In a work environment such as this, where medicine is perceived to be a business like any other, the attitude often rubs off on the employees. Health care has become merely a job to many health care workers nowadays. (I do not mean to imply that this is the case with all workers- there are still dedicated nurses, cardiopulmonary techs, radiology techs, physicians, laboratory technologists and technicians, etc., but they are getting fewer in number, older in age, and often quit out of despair.) Gone are the days when medicine was an esteemed and noble profession. Even doctors, in today’s workforce, are generally hired by hospitals and no longer have their own practices to be concerned about. Therefore, there is no initiative to “own” the patient’s health. Many doctors will refuse to answer their phones or beepers if they are “not on call”. And the physicians in a large practice who rotate call coverage? They are often not familiar with a colleague’s patient whom they may never have even seen. Specialists, although obviously important for specific disease- or organ- related treatment, simply do not have the time to get to know their patients well enough to treat the “whole” patient. Gone is the day of the family physician who hung out his shingle and knew all family members by name.

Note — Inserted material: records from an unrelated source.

//! Transient notifications and the clock that expires them

use std::fmt;
use std::sync::Arc;
use std::time::{Duration, Instant};

use parking_lot::Mutex;
use serde::Serialize;

/// Source of the current time
pub trait Clock: Send + Sync + fmt::Debug {
    fn now(&self) -> Instant;
}

/// Wall clock
#[derive(Debug, Clone, Copy, Default)]
pub struct SystemClock;

impl Clock for SystemClock {
    fn now(&self) -> Instant {
        Instant::now()
    }
}

/// Clock that only moves when told to.
///
/// Clones share the same time, so a test can keep one handle while the grid
/// owns another.
#[derive(Debug, Clone)]
pub struct ManualClock {
    base: Instant,
    elapsed: Arc<Mutex<Duration>>,
}

impl ManualClock {
    pub fn new() -> Self {
        Self {
            base: Instant::now(),
            elapsed: Arc::new(Mutex::new(Duration::ZERO)),
        }
    }

    /// Move the clock forward
    pub fn advance(&self, by: Duration) {
        *self.elapsed.lock() += by;
    }

    /// Time passed since the clock was created
    pub fn elapsed(&self) -> Duration {
        *self.elapsed.lock()
    }
}

impl Default for ManualClock {
    fn default() -> Self {
        Self::new()
    }
}

impl Clock for ManualClock {
    fn now(&self) -> Instant {
        self.base + *self.elapsed.lock()
    }
}

#[derive(Debug, Clone, Copy, PartialEq, Eq, Serialize)]
#[serde(rename_all = "snake_case")]
pub enum NotificationKind {
    Success,
    Error,
}

/// Message shown to the user for a limited time
#[derive(Debug, Clone, PartialEq)]
pub struct Notification {
    pub message: String,
    pub kind: NotificationKind,
    pub expires_at: Instant,
}

impl Notification {
    pub fn new(
        message: impl Into<String>,
        kind: NotificationKind,
        now: Instant,
        ttl: Duration,
    ) -> Self {
        Self {
            message: message.into(),
            kind,
            expires_at: now + ttl,
        }
    }

    pub fn is_expired(&self, now: Instant) -> bool {
        now >= self.expires_at
    }

    pub fn is_error(&self) -> bool {
        self.kind == NotificationKind::Error
    }
}

#[cfg(test)]
mod tests {
    use super::*;

    #[test]
    fn test_manual_clock_clones_share_time() {
        let clock = ManualClock::new();
        let handle = clock.clone();
        let start = clock.now();

        handle.advance(Duration::from_millis(1500));
        assert_eq!(clock.now() - start, Duration::from_millis(1500));
        assert_eq!(clock.elapsed(), Duration::from_millis(1500));
    }

    #[test]
    fn test_notification_expiry() {
        let clock = ManualClock::new();
        let notification = Notification::new(
            "INV001 updated successfully!",
            NotificationKind::Success,
            clock.now(),
            Duration::from_millis(3000),
        );
        assert!(!notification.is_error());

        clock.advance(Duration::from_millis(2999));
        assert!(!notification.is_expired(clock.now()));

        clock.advance(Duration::from_millis(1));
        assert!(notification.is_expired(clock.now()));
    }
}
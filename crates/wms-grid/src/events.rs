//! Grid events
//!
//! Events emitted by the grid when its records change, so the owner can
//! persist edits and deletions. The grid only queues them; callers collect
//! them with `RecordGrid::drain_events`.

/// Events emitted by a record grid
#[derive(Clone, Debug, PartialEq)]
pub enum GridEvent<R> {
    /// A pending edit was committed
    RecordUpdated {
        /// Key of the record before the edit
        key: String,
        /// Record as stored after the edit
        record: R,
    },

    /// A single record was deleted after confirmation
    RecordDeleted { key: String, record: R },

    /// Several selected records were deleted after confirmation
    ///
    /// Keys are listed in selection order. Keys that no longer matched a
    /// record at confirmation time are left out.
    RecordsDeleted { keys: Vec<String> },
}

impl<R> GridEvent<R> {
    /// Keys of the records the event is about
    pub fn keys(&self) -> Vec<&str> {
        match self {
            Self::RecordUpdated { key, .. } | Self::RecordDeleted { key, .. } => vec![key],
            Self::RecordsDeleted { keys } => keys.iter().map(String::as_str).collect(),
        }
    }
}
use super::*;

impl<R: GridRecord> RecordGrid<R> {
    /// Current stepper value for `key`, `None` for unknown keys
    pub fn quantity(&self, key: &str) -> Option<u32> {
        self.quantities.get(key).copied()
    }

    pub fn increment_quantity(&mut self, key: &str) {
        self.update_quantity(key, |n| n.saturating_add(1));
    }

    /// Step down, never below zero
    pub fn decrement_quantity(&mut self, key: &str) {
        self.update_quantity(key, |n| n.saturating_sub(1));
    }

    pub fn set_quantity(&mut self, key: &str, quantity: u32) {
        self.update_quantity(key, |_| quantity);
    }

    fn update_quantity(&mut self, key: &str, f: impl FnOnce(u32) -> u32) {
        match self.quantities.get_mut(key) {
            Some(quantity) => *quantity = f(*quantity),
            None => tracing::debug!("Ignoring quantity change for unknown key '{}'", key),
        }
    }
}
use std::time::Instant;

use super::*;
use crate::notification::NotificationKind;

impl<R: GridRecord> RecordGrid<R> {
    /// Show an error message in the notification slot
    pub fn notify_error(&mut self, message: impl Into<String>) {
        self.show_notification(message.into(), NotificationKind::Error);
    }

    pub(super) fn notify_success(&mut self, message: String) {
        self.show_notification(message, NotificationKind::Success);
    }

    /// Clear the notification once its lifetime has passed
    pub fn tick(&mut self, now: Instant) {
        if self
            .notification
            .as_ref()
            .is_some_and(|notification| notification.is_expired(now))
        {
            tracing::debug!("Notification expired");
            self.notification = None;
        }
    }

    /// `tick` against the grid's own clock
    pub fn tick_now(&mut self) {
        let now = self.clock.now();
        self.tick(now);
    }

    pub fn dismiss_notification(&mut self) {
        self.notification = None;
    }

    // A newer message replaces the old one and its expiry.
    fn show_notification(&mut self, message: String, kind: NotificationKind) {
        let now = self.clock.now();
        self.notification = Some(Notification::new(
            message,
            kind,
            now,
            self.notification_ttl,
        ));
    }
}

Also, the very fact that there is so much more knowledge out there adds a certain amount of risk. With all this information, one has to be able to sort it out. If there is not an efficient way to do this, it is easy to focus on the wrong treatment or miss the correct one. Although new technology to accomplish this is often available, remember that it costs money and many hospitals are not willing to spend it. Realistically, many cannot afford to in today’s world of decreased reimbursement by insurance and government agencies. An example is improved computer software and an electronic patient record. These do not come cheaply.

Probably one of the biggest causes of medical errors is lack of communication overall. Although there are initiatives to try to address communication issues, we are still behind the curve in actually putting these into use.

These are only a few of the reasons for risks to patient safety when visiting a hospital. There is a nationwide focus on improvement of patient safety. One of the best ways to improve patient safety is to empower patients to ask questions, to be observant, to learn about their conditions and to make sure that they question anything that doesn’t look or feel right about their care. Patients should get the facts from their physicians and make sure that they feel comfortable that they are not being overlooked. Speak up and speak out. Be knowledgeable enough to be able to converse intelligently about your health. If you do not feel comfortable doing so, take someone with you who is able to watch out for you. If you are hospitalized, if you have someone to stay with you, do so. Do not be afraid to question.